Indonesian court fines palm oil giant for tax evasion

Channel News Asia

JAKARTA: Indonesia’s Supreme Court ordered a major palm oil company to pay more than $390 million to the state for tax evasion, a judge said on Friday, in a case likely to set a precedent in the graft-ridden nation.

The court found Asian Agri and more than a dozen of its subsidiaries guilty of “deliberately not filling tax forms properly between 2002 and 2005”, marking the country’s first prosecution in a major corporate tax case.

Head judge Djoko Sarwoko told AFP said the company was ordered to pay back state losses of 1.26 trillion rupiah ($130.5 million) and was fined an additional 2.52 trillion rupiah to be paid within a year.

The case is seen as breakthrough in Southeast Asia’s largest economy, where sweeping tax reforms introduced in recent years have been met with hostile resistance from big business.

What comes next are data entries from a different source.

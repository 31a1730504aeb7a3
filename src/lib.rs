pub mod assistant;
pub mod config;
pub mod db;
pub mod error;
pub mod kube;
pub mod providers;
pub mod server;
pub(crate) mod utils;

pub use error::{ChatError, KubechatError};
//! Anthropic `POST /v1/messages` request body.

use serde::{Deserialize, Serialize};

use crate::chat::{ChatMessage, ChatRole};

#[derive(Debug, Clone, Serialize, Deserialize)]
pub struct AnthropicMessagesRequest {
    pub model: String,

    pub max_tokens: u32,

    pub messages: Vec<AnthropicMessage>,

    #[serde(skip_serializing_if = "Option::is_none")]
    pub system: Option<String>,

    #[serde(skip_serializing_if = "Option::is_none")]
    pub temperature: Option<f32>,
}

#[derive(Debug, Clone, PartialEq, Eq, Serialize, Deserialize)]
pub struct AnthropicMessage {
    pub role: String,
    pub content: String,
}

impl AnthropicMessagesRequest {
    /// Hoists system turns into `system` and merges consecutive turns of the
    /// same role, since the Messages API requires strict user/assistant alternation.
    pub fn from_messages(
        model: impl Into<String>,
        max_tokens: u32,
        temperature: Option<f32>,
        messages: &[ChatMessage],
    ) -> Self {
        let system_text = messages
            .iter()
            .filter(|m| m.role == ChatRole::System)
            .map(|m| m.content.as_str())
            .collect::<Vec<_>>()
            .join("\n\n");

        let mut turns: Vec<AnthropicMessage> = Vec::new();
        for msg in messages.iter().filter(|m| m.role != ChatRole::System) {
            let role = msg.role.as_str();
            match turns.last_mut() {
                Some(last) if last.role == role => {
                    last.content.push_str("\n\n");
                    last.content.push_str(&msg.content);
                }
                _ => turns.push(AnthropicMessage {
                    role: role.to_string(),
                    content: msg.content.clone(),
                }),
            }
        }

        Self {
            model: model.into(),
            max_tokens,
            messages: turns,
            system: (!system_text.is_empty()).then_some(system_text),
            temperature,
        }
    }
}
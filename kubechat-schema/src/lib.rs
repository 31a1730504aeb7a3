pub mod anthropic;
pub mod chat;
pub mod gemini;
pub mod ollama;
pub mod openai;

pub use anthropic::{AnthropicErrorBody, AnthropicMessagesRequest, AnthropicMessagesResponse};
pub use chat::{ChatEnvelope, ChatMessage, ChatRole, EnvelopeStatus};
pub use gemini::{GeminiErrorBody, GeminiGenerateRequest, GeminiGenerateResponse};
pub use ollama::{OllamaChatRequest, OllamaChatResponse, OllamaErrorBody, OllamaOptions};
pub use openai::{OpenaiChatRequest, OpenaiChatResponse, OpenaiErrorBody};
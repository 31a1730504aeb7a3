//! Ollama `POST /api/chat` (non-streaming) schema.

use serde::{Deserialize, Serialize};
use serde_json::Value;
use std::collections::BTreeMap;

use crate::openai::OpenaiMessage;

#[derive(Debug, Clone, Serialize, Deserialize)]
pub struct OllamaChatRequest {
    pub model: String,

    /// Same `{role, content}` shape as OpenAI.
    pub messages: Vec<OpenaiMessage>,

    pub stream: bool,

    /// `"json"` constrains the output to a JSON value.
    #[serde(skip_serializing_if = "Option::is_none")]
    pub format: Option<String>,

    #[serde(skip_serializing_if = "Option::is_none")]
    pub options: Option<OllamaOptions>,
}

#[derive(Debug, Clone, Default, Serialize, Deserialize)]
pub struct OllamaOptions {
    #[serde(skip_serializing_if = "Option::is_none")]
    pub temperature: Option<f32>,

    #[serde(skip_serializing_if = "Option::is_none")]
    pub num_predict: Option<u32>,
}

#[derive(Debug, Clone, Serialize, Deserialize)]
pub struct OllamaChatResponse {
    #[serde(default)]
    pub model: Option<String>,

    #[serde(default)]
    pub message: Option<OpenaiMessage>,

    #[serde(default)]
    pub done: bool,

    #[serde(flatten)]
    pub extra: BTreeMap<String, Value>,
}

/// Ollama reports failures as `{ "error": "..." }`.
#[derive(Debug, Clone, Serialize, Deserialize)]
pub struct OllamaErrorBody {
    pub error: String,
}

impl OllamaChatResponse {
    pub fn text(&self) -> Option<&str> {
        self.message
            .as_ref()
            .map(|m| m.content.as_str())
            .filter(|s| !s.is_empty())
    }
}

#[cfg(test)]
mod tests {
    use super::*;

    #[test]
    fn response_text_reads_message_content() {
        let body = r#"{
            "model": "llama3",
            "created_at": "2024-01-01T00:00:00Z",
            "message": {"role": "assistant", "content": "hello"},
            "done": true
        }"#;
        let resp: OllamaChatResponse = serde_json::from_str(body).unwrap();
        assert_eq!(resp.text(), Some("hello"));
        assert!(resp.done);
    }
}
/// Tokenize `line` into segments separated by `;` or `&&`.
///
/// Quotes group words and are stripped. Outside quotes, pipes, redirects,
/// backgrounding, backticks and `$(`/`${` are refused; a newline is refused anywhere.
fn split_segments(line: &str) -> Result<Vec<Vec<String>>, GuardRejection> {
    let mut segments = Vec::new();
    let mut tokens: Vec<String> = Vec::new();
    let mut current = String::new();
    let mut in_token = false;
    let mut quote: Option<char> = None;

    let mut chars = line.chars().peekable();
    while let Some(c) = chars.next() {
        if c == '\n' || c == '\r' {
            return Err(GuardRejection::ShellSyntax("newline".to_string()));
        }

        if let Some(q) = quote {
            if c == q {
                quote = None;
            } else {
                current.push(c);
            }
            continue;
        }

        match c {
            '\'' | '"' => {
                quote = Some(c);
                in_token = true;
            }
            '|' | '>' | '<' | '`' => return Err(GuardRejection::ShellSyntax(c.to_string())),
            '$' if matches!(chars.peek(), Some('(' | '{')) => {
                let next = chars.next().unwrap_or('(');
                return Err(GuardRejection::ShellSyntax(format!("${next}")));
            }
            '&' => {
                if chars.peek() != Some(&'&') {
                    return Err(GuardRejection::ShellSyntax("&".to_string()));
                }
                chars.next();
                flush_token(&mut tokens, &mut current, &mut in_token);
                segments.push(std::mem::take(&mut tokens));
            }
            ';' => {
                flush_token(&mut tokens, &mut current, &mut in_token);
                segments.push(std::mem::take(&mut tokens));
            }
            c if c.is_whitespace() => flush_token(&mut tokens, &mut current, &mut in_token),
            c => {
                current.push(c);
                in_token = true;
            }
        }
    }

    if quote.is_some() {
        return Err(GuardRejection::UnbalancedQuotes);
    }
    flush_token(&mut tokens, &mut current, &mut in_token);
    segments.push(tokens);

    Ok(segments.into_iter().filter(|s| !s.is_empty()).collect())
}

fn flush_token(tokens: &mut Vec<String>, current: &mut String, in_token: &mut bool) {
    if *in_token {
        tokens.push(std::mem::take(current));
        *in_token = false;
    }
}

#[cfg(test)]
mod tests {
    use super::*;

    fn check(line: &str) -> Result<Vec<KubectlInvocation>, GuardRejection> {
        CommandGuard.check(line)
    }

    fn rejected(line: &str) -> bool {
        check(line).is_err()
    }

    #[test]
    fn accepts_read_only_commands() {
        for line in [
            "kubectl get pods -n default",
            "kubectl -n kube-system get pods",
            "kubectl --namespace=monitoring describe svc prometheus",
            "kubectl logs my-pod -c app --tail 50",
            "kubectl top nodes",
            "kubectl get nodes -o jsonpath='{.items[*].metadata.name}'",
            "kubectl config current-context",
            "kubectl auth can-i list pods",
            "kubectl rollout status deployment/web",
            "kubectl cluster-info",
        ] {
            assert!(check(line).is_ok(), "{line} should be accepted: {:?}", check(line));
        }
    }

    #[test]
    fn splits_chained_commands() {
        let invocations = check("kubectl get nodes; kubectl cluster-info && kubectl version").unwrap();
        let verbs: Vec<_> = invocations.iter().map(KubectlInvocation::verb).collect();
        assert_eq!(verbs, ["get", "cluster-info", "version"]);
        assert_eq!(invocations[0].to_string(), "kubectl get nodes");
    }

    #[test]
    fn quoted_arguments_stay_whole() {
        let invocations = check(r#"kubectl get pods -l "app in (web, api)""#).unwrap();
        assert_eq!(invocations[0].args(), ["get", "pods", "-l", "app in (web, api)"]);
        assert_eq!(
            invocations[0].to_string(),
            "kubectl get pods -l 'app in (web, api)'"
        );
    }

    #[test]
    fn destructive_verbs_are_denied_in_any_case() {
        for line in [
            "kubectl delete pod web-1",
            "KUBECTL DELETE pod web-1",
            "kubectl Delete ns prod",
            "kubectl apply -f deploy.yaml",
            "kubectl edit deploy web",
            "kubectl patch deploy web -p '{}'",
            "kubectl replace -f x.yaml",
            "kubectl exec -it web -- sh",
        ] {
            assert!(
                matches!(check(line), Err(GuardRejection::Denied(_))),
                "{line} must be denied"
            );
        }
    }

    #[test]
    fn flags_before_the_verb_do_not_hide_it() {
        assert!(matches!(
            check("kubectl -n prod --context live scale deploy web --replicas 0"),
            Err(GuardRejection::Denied(v)) if v == "scale"
        ));
        assert!(matches!(
            check("kubectl --namespace prod create ns x"),
            Err(GuardRejection::Denied(v)) if v == "create"
        ));
        assert!(matches!(
            check("kubectl -n prod cordon node-1"),
            Err(GuardRejection::Denied(_))
        ));
    }

    #[test]
    fn chained_destructive_segment_rejects_the_whole_line() {
        assert!(rejected("kubectl get pods; kubectl delete pods --all"));
        assert!(rejected("kubectl get pods && kubectl drain node-1"));
        assert!(rejected("kubectl get pods; rm -rf /"));
        assert!(matches!(
            check("kubectl get pods; rm -rf /"),
            Err(GuardRejection::NotKubectl(p)) if p == "rm"
        ));
    }

    #[test]
    fn shell_metacharacters_are_refused() {
        for (line, token) in [
            ("kubectl get pods | xargs kubectl annotate", "|"),
            ("kubectl get pods > /etc/passwd", ">"),
            ("kubectl get pods < in", "<"),
            ("kubectl get pods `rm -rf /`", "`"),
            ("kubectl get pods $(whoami)", "$("),
            ("kubectl get pods ${HOME}", "${"),
            ("kubectl get pods & sleep 100", "&"),
            ("kubectl get pods\nkubectl delete pod x", "newline"),
        ] {
            assert_eq!(
                check(line),
                Err(GuardRejection::ShellSyntax(token.to_string())),
                "{line}"
            );
        }
    }

    #[test]
    fn quoting_does_not_smuggle_destructive_verbs() {
        assert!(rejected(r#"kubectl "delete" pod x"#));
        assert!(rejected("kubectl 'scale' deploy web --replicas=0"));
        assert!(rejected(r#"kubectl get pods -l "x"; kubectl "cordon" n1"#));
    }

    #[test]
    fn non_kubectl_programs_are_refused() {
        assert!(matches!(check("helm uninstall web"), Err(GuardRejection::NotKubectl(_))));
        assert!(matches!(check("sh -c 'kubectl get pods'"), Err(GuardRejection::NotKubectl(_))));
        assert_eq!(check("   "), Err(GuardRejection::Empty));
        assert_eq!(check(" ; && "), Err(GuardRejection::Empty));
    }

    #[test]
    fn unknown_or_partial_verbs_are_not_allowed() {
        assert!(matches!(check("kubectl"), Err(GuardRejection::NotAllowed(_))));
        assert!(matches!(check("kubectl -n default"), Err(GuardRejection::NotAllowed(_))));
        assert!(matches!(check("kubectl certificate approve csr-1"), Err(GuardRejection::NotAllowed(_))));
        assert!(matches!(
            check("kubectl config use-context prod"),
            Err(GuardRejection::NotAllowed(v)) if v == "config use-context"
        ));
        assert!(matches!(
            check("kubectl config set-credentials admin"),
            Err(GuardRejection::NotAllowed(_))
        ));
        assert!(matches!(check("kubectl auth reconcile"), Err(GuardRejection::NotAllowed(_))));
    }

    #[test]
    fn mutating_rollout_subcommands_are_denied() {
        for line in [
            "kubectl rollout restart deploy/web",
            "kubectl rollout undo deploy/web",
            "kubectl rollout pause deploy/web",
            "kubectl rollout resume deploy/web",
        ] {
            assert!(matches!(check(line), Err(GuardRejection::Denied(_))), "{line}");
        }
    }

    #[test]
    fn credential_overrides_are_denied() {
        for line in [
            "kubectl get pods --kubeconfig /tmp/admin.conf",
            "kubectl get pods --kubeconfig=/tmp/admin.conf",
            "kubectl get secrets --as system:admin",
            "kubectl get pods --token=abc",
            "kubectl get pods -s https://other:6443",
        ] {
            assert!(matches!(check(line), Err(GuardRejection::Denied(_))), "{line}");
        }
    }

    #[test]
    fn unknown_flags_before_the_verb_are_not_allowed() {
        for line in [
            "kubectl --cache-dir get certificate approve csr-1",
            "kubectl --tls-server-name get certificate deny csr-1",
            "kubectl --vmodule get certificate approve csr-1",
            "kubectl --certificate-authority=/tmp/ca.crt get pods",
            "kubectl -v 9 get pods",
            "kubectl rollout --tls-server-name status restart deploy/web",
        ] {
            assert!(rejected(line), "{line} must be rejected");
        }
        assert!(matches!(
            check("kubectl --tls-server-name get certificate deny csr-1"),
            Err(GuardRejection::NotAllowed(f)) if f == "--tls-server-name"
        ));
        assert!(matches!(
            check("kubectl --insecure-skip-tls-verify=true get pods"),
            Err(GuardRejection::NotAllowed(_))
        ));
    }

    #[test]
    fn allowlisted_flags_may_precede_the_verb_and_subcommand() {
        let invocations = check("kubectl --context=live --namespace prod get pods").unwrap();
        assert_eq!(invocations[0].verb(), "get");

        let invocations = check("kubectl rollout -n prod status deploy/web").unwrap();
        assert_eq!(invocations[0].verb(), "rollout");

        // Flags after the verb are not restricted by the leading allowlist.
        let invocations = check("kubectl get pods --show-labels -A").unwrap();
        assert_eq!(invocations[0].args(), ["get", "pods", "--show-labels", "-A"]);
    }

    #[test]
    fn file_writing_flags_are_denied_anywhere() {
        for (line, flag) in [
            ("kubectl get pods --profile=cpu --profile-output=/tmp/x", "--profile"),
            ("kubectl get pods --profile-output /tmp/x", "--profile-output"),
            ("kubectl --cache-dir=/tmp/c get pods", "--cache-dir"),
            ("kubectl logs web --log-file=/tmp/log", "--log-file"),
            ("kubectl get pods --log-dir /tmp", "--log-dir"),
            ("kubectl cluster-info dump --output-directory=/tmp/dump", "--output-directory"),
        ] {
            assert_eq!(
                check(line),
                Err(GuardRejection::Denied(flag.to_string())),
                "{line}"
            );
        }
    }

    #[test]
    fn config_view_cannot_reveal_credentials() {
        for line in [
            "kubectl config view --raw",
            "kubectl config view --raw=true",
            "kubectl config view --flatten",
            "kubectl config view --minify --RAW",
        ] {
            assert!(
                matches!(check(line), Err(GuardRejection::Denied(v)) if v.starts_with("config view --")),
                "{line}"
            );
        }
        assert!(check("kubectl config view --minify").is_ok());
        assert!(check("kubectl config view").is_ok());
    }

    #[test]
    fn value_flags_skip_their_argument() {
        let invocations = check("kubectl -o wide get pods").unwrap();
        assert_eq!(invocations[0].verb(), "get");

        // The namespace value must not be mistaken for the verb.
        let invocations = check("kubectl -n logs get pods").unwrap();
        assert_eq!(invocations[0].verb(), "get");
    }
}
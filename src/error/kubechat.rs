use axum::{Json, http::StatusCode, response::IntoResponse};
use kubechat_schema::ChatEnvelope;
use thiserror::Error as ThisError;

/// Infrastructure errors: storage and actor plumbing.
#[derive(Debug, ThisError)]
pub enum KubechatError {
    #[error("Database error: {0}")]
    DatabaseError(#[from] sqlx::Error),

    #[error("Ractor error: {0}")]
    RactorError(String),

    #[error("Stored row is corrupt: {0}")]
    CorruptRow(String),
}

impl IntoResponse for KubechatError {
    fn into_response(self) -> axum::response::Response {
        tracing::error!(error = %self, "Internal error while handling request");
        let body = ChatEnvelope::error("INTERNAL_ERROR", "An internal server error occurred.");
        (StatusCode::INTERNAL_SERVER_ERROR, Json(body)).into_response()
    }
}
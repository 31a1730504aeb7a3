use chrono::{DateTime, Utc};
use kubechat_schema::{ChatMessage, ChatRole};
use serde::{Deserialize, Serialize};
use sqlx::FromRow;

use crate::error::KubechatError;

#[derive(Debug, Clone, Serialize, Deserialize, PartialEq, FromRow)]
pub struct DbMessage {
    pub id: i64,
    pub session_id: String,
    pub role: String,
    pub content: String,
    pub created_at: DateTime<Utc>,
}

impl DbMessage {
    pub fn chat_role(&self) -> Result<ChatRole, KubechatError> {
        self.role.parse().map_err(|e: String| {
            KubechatError::CorruptRow(format!("conversations.id={}: {e}", self.id))
        })
    }

    pub fn to_chat_message(&self) -> Result<ChatMessage, KubechatError> {
        Ok(ChatMessage::new(self.chat_role()?, self.content.clone()))
    }
}

/// Row to insert; `id` and `created_at` are assigned by the store.
#[derive(Debug, Clone)]
pub struct NewMessage {
    pub session_id: String,
    pub role: ChatRole,
    pub content: String,
}

impl NewMessage {
    pub fn new(session_id: impl Into<String>, role: ChatRole, content: impl Into<String>) -> Self {
        Self {
            session_id: session_id.into(),
            role,
            content: content.into(),
        }
    }
}
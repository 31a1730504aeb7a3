use serde::{Deserialize, Serialize};
use serde_json::Value;

/// `{ "command": "...", "explanation": "..." }` as produced by the model.
#[derive(Debug, Clone, PartialEq, Eq, Serialize, Deserialize)]
pub struct GeneratedCommand {
    pub command: String,
    pub explanation: String,
}

impl GeneratedCommand {
    /// Extract the command object from a model reply.
    ///
    /// Accepts a bare object, an object inside a Markdown code fence, or an
    /// object surrounded by prose. Both fields must be non-empty strings.
    pub fn parse(reply: &str) -> Option<Self> {
        let start = reply.find('{')?;
        let end = reply.rfind('}')?;
        if end < start {
            return None;
        }

        let value: Value = serde_json::from_str(&reply[start..=end]).ok()?;
        let field = |name: &str| {
            value
                .get(name)
                .and_then(Value::as_str)
                .map(str::trim)
                .filter(|s| !s.is_empty())
                .map(str::to_string)
        };

        Some(Self {
            command: field("command")?,
            explanation: field("explanation")?,
        })
    }
}
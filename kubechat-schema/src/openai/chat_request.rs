//! OpenAI-compatible `POST /chat/completions` request body.
//!
//! Shared by OpenAI, Azure OpenAI and DeepSeek, which all accept this shape.

use serde::{Deserialize, Serialize};

use crate::chat::ChatMessage;

#[derive(Debug, Clone, Serialize, Deserialize)]
pub struct OpenaiChatRequest {
    /// Omitted for Azure, where the deployment in the URL selects the model.
    #[serde(skip_serializing_if = "Option::is_none")]
    pub model: Option<String>,

    pub messages: Vec<OpenaiMessage>,

    #[serde(skip_serializing_if = "Option::is_none")]
    pub max_tokens: Option<u32>,

    #[serde(skip_serializing_if = "Option::is_none")]
    pub temperature: Option<f32>,

    #[serde(skip_serializing_if = "Option::is_none")]
    pub top_p: Option<f32>,

    #[serde(skip_serializing_if = "Option::is_none")]
    pub seed: Option<i64>,

    #[serde(skip_serializing_if = "Option::is_none")]
    pub response_format: Option<ResponseFormat>,

    pub stream: bool,
}

#[derive(Debug, Clone, PartialEq, Eq, Serialize, Deserialize)]
pub struct OpenaiMessage {
    pub role: String,
    pub content: String,
}

impl From<&ChatMessage> for OpenaiMessage {
    fn from(msg: &ChatMessage) -> Self {
        Self {
            role: msg.role.as_str().to_string(),
            content: msg.content.clone(),
        }
    }
}

#[derive(Debug, Clone, PartialEq, Eq, Serialize, Deserialize)]
pub struct ResponseFormat {
    pub r#type: String,
}

impl ResponseFormat {
    pub fn json_object() -> Self {
        Self {
            r#type: "json_object".to_string(),
        }
    }
}
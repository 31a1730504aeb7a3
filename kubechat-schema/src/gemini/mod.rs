mod generate_error;
mod generate_request;
mod generate_response;

pub use generate_error::{GeminiErrorBody, GeminiErrorObject};
pub use generate_request::{Content, GeminiGenerateRequest, GenerationConfig, Part};
pub use generate_response::{Candidate, GeminiGenerateResponse};
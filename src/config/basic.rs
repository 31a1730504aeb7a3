use serde::{Deserialize, Deserializer, Serialize};
use serde_json::Value;
use std::net::{IpAddr, Ipv4Addr};
use std::path::PathBuf;

/// Basic (core) configuration managed by Figment.
#[derive(Debug, Clone, Deserialize, Serialize)]
pub struct BasicConfig {
    /// HTTP server listen address (e.g., "0.0.0.0", "127.0.0.1").
    /// TOML: `basic.listen_addr`. Default: `0.0.0.0`.
    #[serde(default = "default_listen_ip")]
    pub listen_addr: IpAddr,

    /// HTTP server listen port.
    /// TOML: `basic.listen_port`. Default: `5000`.
    #[serde(default = "default_listen_port")]
    pub listen_port: u16,

    /// Database URL for the SQLite conversation store.
    /// TOML: `basic.database_url`. Default: `sqlite://db/conversations.db`.
    #[serde(default)]
    pub database_url: String,

    /// Log level for tracing subscriber initialization (e.g., "error", "warn", "info", "debug", "trace").
    /// TOML: `basic.loglevel`. Default: `info`.
    #[serde(default)]
    pub loglevel: String,

    /// Optional key required on `/api/*` requests. Empty disables inbound auth.
    /// TOML: `basic.api_key`.
    #[serde(default)]
    #[serde(deserialize_with = "deserialize_string_lax")]
    pub api_key: String,

    /// Directory served under `/static`.
    /// TOML: `basic.static_dir`. Default: `static`.
    #[serde(default = "default_static_dir")]
    pub static_dir: PathBuf,

    /// Allow the session cookie over plain HTTP. Set to `false` behind TLS.
    /// TOML: `basic.insecure_cookie`. Default: `true`.
    #[serde(default = "default_insecure_cookie")]
    pub insecure_cookie: bool,
}

impl Default for BasicConfig {
    fn default() -> Self {
        Self {
            listen_addr: default_listen_ip(),
            listen_port: default_listen_port(),
            database_url: "sqlite://db/conversations.db".to_string(),
            loglevel: "info".to_string(),
            api_key: String::new(),
            static_dir: default_static_dir(),
            insecure_cookie: default_insecure_cookie(),
        }
    }
}

impl BasicConfig {
    /// Inbound key, if auth is enabled.
    pub fn api_key(&self) -> Option<&str> {
        let key = self.api_key.trim();
        (!key.is_empty()).then_some(key)
    }
}

fn deserialize_string_lax<'de, D>(deserializer: D) -> Result<String, D::Error>
where
    D: Deserializer<'de>,
{
    let v = Value::deserialize(deserializer)?;

    match v {
        Value::String(s) => Ok(s),
        Value::Number(n) => Ok(n.to_string()),
        _ => Err(serde::de::Error::custom(
            "expected a string or a number for basic.api_key",
        )),
    }
}

/// Default IP address for the HTTP server listen address.
fn default_listen_ip() -> IpAddr {
    Ipv4Addr::new(0, 0, 0, 0).into()
}

/// Default port for the HTTP server.
fn default_listen_port() -> u16 {
    5000
}

fn default_static_dir() -> PathBuf {
    PathBuf::from("static")
}

fn default_insecure_cookie() -> bool {
    true
}
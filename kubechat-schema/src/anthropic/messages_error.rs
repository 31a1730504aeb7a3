//! Anthropic error envelope: `{ "type": "error", "error": { "type": "...", "message": "..." } }`.

use serde::{Deserialize, Serialize};

#[derive(Debug, Clone, Serialize, Deserialize)]
pub struct AnthropicErrorBody {
    #[serde(rename = "error")]
    pub inner: AnthropicErrorObject,
}

#[derive(Debug, Clone, Serialize, Deserialize)]
pub struct AnthropicErrorObject {
    #[serde(default)]
    pub r#type: Option<String>,

    #[serde(default)]
    pub message: Option<String>,
}

impl AnthropicErrorBody {
    pub fn message(&self) -> Option<&str> {
        self.inner.message.as_deref()
    }
}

Sarwoko said that the ruling – made on December 18 but only publicised this week – would set a precedent for at least nine major tax crime cases in the pipeline.

Asian Agri is one of Asia’s biggest palm oil producers, exporting three million tonnes of palm oil in 2011 with more than 160,000 hectares of plantations on the island of Sumatra, according to its website.

It is a subsidiary of Royal Golden Eagle (RGE), a Singapore-based conglomerate of palm oil, pulp and oil and gas firms owned by Sukanto Tanoto, Indonesia’s seventh-richest tycoon, according to Forbes.

Environmental groups have also long accused RGE’s pulp and paper company Asia Pacific Resources International (APRIL) of logging on protected carbon-rich peatland in Sumatra.

The Asian Agri case began in 2006 when a former financial controller at the company accused of embezzling money from the firm reported that the company had evaded tax.

The case was thrown back and forth between the Tax Office and the Attorney-General’s Office, raising criticisms that government institutions and law enforcers were reluctant to address major tax crimes.

“Big multi-national companies are not unattached to political and business operations. That’s why tax cases have proceeded at a snail’s pace,” Firdaus Ilyas from Indonesia Corruption Watch (ICW) said.

Ilyas said that ICW research showed resource-based companies were the most likely to evade tax in Indonesia.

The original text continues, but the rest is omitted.